What the exercise asks :: Every line from the beginning of the records below up to the one holding "same bytes back" should be quoted exactly; leave out the rest.

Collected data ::
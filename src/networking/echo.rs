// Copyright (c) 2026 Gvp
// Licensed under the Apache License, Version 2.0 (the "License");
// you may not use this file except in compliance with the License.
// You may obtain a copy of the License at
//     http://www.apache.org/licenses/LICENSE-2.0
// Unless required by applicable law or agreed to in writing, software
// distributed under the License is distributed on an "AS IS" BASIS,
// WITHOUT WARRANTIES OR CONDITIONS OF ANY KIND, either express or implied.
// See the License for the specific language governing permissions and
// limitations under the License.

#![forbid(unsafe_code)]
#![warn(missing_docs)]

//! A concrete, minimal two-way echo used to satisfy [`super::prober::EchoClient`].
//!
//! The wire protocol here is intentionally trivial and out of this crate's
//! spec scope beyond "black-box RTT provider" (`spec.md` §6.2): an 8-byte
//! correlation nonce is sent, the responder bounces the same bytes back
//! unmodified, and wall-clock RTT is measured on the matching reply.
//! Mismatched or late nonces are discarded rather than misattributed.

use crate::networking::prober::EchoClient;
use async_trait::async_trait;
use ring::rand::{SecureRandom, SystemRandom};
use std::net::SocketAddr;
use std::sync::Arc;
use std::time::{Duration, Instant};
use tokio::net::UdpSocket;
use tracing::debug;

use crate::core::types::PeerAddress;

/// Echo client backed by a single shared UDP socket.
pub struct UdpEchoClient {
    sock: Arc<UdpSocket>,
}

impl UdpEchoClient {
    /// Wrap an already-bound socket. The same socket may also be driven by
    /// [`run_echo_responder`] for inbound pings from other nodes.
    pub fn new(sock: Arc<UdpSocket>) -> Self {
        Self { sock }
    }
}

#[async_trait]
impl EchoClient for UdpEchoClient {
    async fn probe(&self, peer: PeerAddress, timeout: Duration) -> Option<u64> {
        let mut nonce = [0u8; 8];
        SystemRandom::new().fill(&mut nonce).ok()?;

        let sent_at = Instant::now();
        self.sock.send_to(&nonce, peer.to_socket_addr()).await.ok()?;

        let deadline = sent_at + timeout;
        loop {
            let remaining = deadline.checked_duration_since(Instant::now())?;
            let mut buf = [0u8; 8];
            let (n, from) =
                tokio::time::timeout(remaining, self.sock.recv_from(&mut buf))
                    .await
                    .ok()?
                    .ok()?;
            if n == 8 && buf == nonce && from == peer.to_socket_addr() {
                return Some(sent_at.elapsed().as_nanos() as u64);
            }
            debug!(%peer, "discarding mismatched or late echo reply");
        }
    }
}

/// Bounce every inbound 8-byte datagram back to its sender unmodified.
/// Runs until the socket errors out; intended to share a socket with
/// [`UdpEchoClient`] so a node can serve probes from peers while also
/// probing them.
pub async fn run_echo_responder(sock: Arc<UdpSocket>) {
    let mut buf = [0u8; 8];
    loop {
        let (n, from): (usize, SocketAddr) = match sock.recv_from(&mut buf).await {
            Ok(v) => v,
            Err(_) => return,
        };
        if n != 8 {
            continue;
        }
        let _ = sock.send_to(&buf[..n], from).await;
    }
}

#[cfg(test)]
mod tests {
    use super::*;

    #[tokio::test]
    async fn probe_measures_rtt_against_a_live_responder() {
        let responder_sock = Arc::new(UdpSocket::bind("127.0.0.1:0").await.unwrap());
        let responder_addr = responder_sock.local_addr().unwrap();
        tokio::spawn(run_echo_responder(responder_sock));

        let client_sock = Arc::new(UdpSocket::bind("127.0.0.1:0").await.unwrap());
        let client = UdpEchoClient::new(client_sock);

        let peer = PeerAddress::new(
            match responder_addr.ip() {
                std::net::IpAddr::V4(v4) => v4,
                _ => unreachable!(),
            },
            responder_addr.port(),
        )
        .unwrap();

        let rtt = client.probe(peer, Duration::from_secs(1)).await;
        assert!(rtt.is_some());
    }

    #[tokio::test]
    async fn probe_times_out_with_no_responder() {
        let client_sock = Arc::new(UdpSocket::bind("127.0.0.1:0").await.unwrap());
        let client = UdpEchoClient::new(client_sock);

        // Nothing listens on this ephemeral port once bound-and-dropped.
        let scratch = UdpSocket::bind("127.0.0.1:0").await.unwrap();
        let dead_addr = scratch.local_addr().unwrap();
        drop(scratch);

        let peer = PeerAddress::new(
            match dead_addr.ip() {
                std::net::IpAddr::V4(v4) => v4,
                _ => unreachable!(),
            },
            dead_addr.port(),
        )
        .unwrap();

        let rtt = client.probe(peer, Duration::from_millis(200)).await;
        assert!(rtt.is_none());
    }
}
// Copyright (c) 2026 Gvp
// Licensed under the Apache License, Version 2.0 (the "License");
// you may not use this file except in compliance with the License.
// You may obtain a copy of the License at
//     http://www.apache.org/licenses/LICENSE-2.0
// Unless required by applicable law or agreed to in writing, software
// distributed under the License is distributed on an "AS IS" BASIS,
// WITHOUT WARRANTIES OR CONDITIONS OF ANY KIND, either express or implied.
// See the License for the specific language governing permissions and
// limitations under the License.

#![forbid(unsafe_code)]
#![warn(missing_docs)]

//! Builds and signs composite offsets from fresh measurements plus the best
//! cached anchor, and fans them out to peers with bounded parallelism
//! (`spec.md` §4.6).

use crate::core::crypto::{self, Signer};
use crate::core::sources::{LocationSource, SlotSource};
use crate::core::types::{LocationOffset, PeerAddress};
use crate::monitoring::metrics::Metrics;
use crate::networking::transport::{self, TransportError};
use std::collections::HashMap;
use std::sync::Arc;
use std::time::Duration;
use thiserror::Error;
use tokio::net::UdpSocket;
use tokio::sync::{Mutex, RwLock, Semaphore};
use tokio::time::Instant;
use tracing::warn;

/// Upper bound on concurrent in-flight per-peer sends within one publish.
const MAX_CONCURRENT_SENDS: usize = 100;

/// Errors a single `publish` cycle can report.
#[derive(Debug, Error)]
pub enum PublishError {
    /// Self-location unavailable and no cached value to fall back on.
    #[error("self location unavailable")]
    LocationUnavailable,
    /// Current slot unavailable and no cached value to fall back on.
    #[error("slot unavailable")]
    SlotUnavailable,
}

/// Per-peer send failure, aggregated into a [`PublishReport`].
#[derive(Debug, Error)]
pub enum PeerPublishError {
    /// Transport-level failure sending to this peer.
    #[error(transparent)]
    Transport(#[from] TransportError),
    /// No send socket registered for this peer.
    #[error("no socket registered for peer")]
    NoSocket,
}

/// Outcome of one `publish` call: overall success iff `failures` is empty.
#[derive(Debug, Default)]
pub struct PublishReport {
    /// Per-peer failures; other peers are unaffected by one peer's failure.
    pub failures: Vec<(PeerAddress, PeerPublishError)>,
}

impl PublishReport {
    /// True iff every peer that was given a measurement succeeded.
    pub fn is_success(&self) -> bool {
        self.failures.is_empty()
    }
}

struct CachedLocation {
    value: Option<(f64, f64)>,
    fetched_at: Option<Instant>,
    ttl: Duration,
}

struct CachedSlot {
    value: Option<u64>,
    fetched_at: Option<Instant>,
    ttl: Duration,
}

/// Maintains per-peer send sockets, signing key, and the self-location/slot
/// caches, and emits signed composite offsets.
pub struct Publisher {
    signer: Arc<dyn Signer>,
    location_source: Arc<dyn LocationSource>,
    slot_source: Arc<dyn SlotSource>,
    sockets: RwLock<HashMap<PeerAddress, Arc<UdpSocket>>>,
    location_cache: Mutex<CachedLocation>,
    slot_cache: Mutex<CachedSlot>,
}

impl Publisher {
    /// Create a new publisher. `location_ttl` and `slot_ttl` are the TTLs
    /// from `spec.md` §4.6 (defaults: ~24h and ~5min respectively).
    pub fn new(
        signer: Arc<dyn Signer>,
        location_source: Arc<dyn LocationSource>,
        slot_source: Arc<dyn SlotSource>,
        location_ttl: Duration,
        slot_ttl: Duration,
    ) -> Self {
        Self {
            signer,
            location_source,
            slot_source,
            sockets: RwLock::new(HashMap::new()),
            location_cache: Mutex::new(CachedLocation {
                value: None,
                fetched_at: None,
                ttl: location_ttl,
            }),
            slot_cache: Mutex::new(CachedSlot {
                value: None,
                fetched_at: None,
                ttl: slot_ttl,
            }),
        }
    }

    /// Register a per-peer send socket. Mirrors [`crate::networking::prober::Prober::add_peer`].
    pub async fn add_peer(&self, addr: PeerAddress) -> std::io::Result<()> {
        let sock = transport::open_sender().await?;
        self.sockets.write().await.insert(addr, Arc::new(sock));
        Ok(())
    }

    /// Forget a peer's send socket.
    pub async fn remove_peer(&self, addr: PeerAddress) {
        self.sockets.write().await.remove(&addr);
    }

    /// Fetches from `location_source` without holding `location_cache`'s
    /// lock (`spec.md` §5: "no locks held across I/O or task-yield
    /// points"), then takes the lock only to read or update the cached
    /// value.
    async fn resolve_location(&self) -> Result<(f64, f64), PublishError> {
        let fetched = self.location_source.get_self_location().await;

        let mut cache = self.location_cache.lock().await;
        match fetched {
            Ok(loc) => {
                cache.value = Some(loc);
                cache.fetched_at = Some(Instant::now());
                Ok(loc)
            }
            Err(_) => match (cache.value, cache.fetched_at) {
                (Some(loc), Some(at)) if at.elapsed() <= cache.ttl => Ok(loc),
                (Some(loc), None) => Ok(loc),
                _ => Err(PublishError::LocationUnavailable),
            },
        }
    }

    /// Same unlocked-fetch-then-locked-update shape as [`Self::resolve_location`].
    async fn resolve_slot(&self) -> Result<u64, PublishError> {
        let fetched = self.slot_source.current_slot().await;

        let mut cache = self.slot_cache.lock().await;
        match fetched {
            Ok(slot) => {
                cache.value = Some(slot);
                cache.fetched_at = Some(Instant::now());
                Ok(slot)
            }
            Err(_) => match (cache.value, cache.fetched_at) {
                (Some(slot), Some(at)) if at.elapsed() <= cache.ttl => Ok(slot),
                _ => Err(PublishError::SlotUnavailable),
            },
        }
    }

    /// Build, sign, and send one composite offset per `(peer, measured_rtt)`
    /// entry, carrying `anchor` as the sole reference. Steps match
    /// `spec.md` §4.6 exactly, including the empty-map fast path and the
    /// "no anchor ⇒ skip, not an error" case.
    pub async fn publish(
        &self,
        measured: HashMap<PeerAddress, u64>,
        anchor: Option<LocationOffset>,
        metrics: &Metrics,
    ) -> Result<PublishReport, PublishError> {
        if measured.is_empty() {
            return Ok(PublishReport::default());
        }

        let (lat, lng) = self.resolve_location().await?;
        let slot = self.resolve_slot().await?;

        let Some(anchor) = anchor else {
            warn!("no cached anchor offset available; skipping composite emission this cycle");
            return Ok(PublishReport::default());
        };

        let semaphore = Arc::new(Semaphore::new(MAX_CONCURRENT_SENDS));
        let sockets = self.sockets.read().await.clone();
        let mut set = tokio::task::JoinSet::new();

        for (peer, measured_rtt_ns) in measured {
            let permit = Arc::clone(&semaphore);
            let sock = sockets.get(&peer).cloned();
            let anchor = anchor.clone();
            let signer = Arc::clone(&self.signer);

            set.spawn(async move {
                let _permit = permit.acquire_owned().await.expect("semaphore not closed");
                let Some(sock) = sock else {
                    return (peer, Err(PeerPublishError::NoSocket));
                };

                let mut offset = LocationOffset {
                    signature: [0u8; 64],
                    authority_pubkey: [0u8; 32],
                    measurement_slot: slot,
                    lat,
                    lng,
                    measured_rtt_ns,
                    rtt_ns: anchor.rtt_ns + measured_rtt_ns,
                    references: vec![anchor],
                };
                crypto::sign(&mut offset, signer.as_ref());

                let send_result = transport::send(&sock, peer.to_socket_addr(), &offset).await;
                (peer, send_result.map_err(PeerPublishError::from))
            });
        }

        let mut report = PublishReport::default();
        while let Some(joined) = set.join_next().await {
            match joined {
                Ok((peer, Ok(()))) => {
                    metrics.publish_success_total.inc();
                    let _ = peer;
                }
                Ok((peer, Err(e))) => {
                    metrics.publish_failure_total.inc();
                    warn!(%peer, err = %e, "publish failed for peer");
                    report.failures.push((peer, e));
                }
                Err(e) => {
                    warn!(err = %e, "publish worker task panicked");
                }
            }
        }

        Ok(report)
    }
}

Output ::
filename src/networking/echo.rs
// Copyright (c) 2026 Gvp
// Licensed under the Apache License, Version 2.0 (the "License");
// you may not use this file except in compliance with the License.
// You may obtain a copy of the License at
//     http://www.apache.org/licenses/LICENSE-2.0
// Unless required by applicable law or agreed to in writing, software
// distributed under the License is distributed on an "AS IS" BASIS,
// WITHOUT WARRANTIES OR CONDITIONS OF ANY KIND, either express or implied.
// See the License for the specific language governing permissions and
// limitations under the License.

#![forbid(unsafe_code)]
#![warn(missing_docs)]

//! A concrete, minimal two-way echo used to satisfy [`super::prober::EchoClient`].
//!
//! The wire protocol here is intentionally trivial and out of this crate's
//! spec scope beyond "black-box RTT provider" (`spec.md` §6.2): an 8-byte
//! correlation nonce is sent, the responder bounces the same bytes back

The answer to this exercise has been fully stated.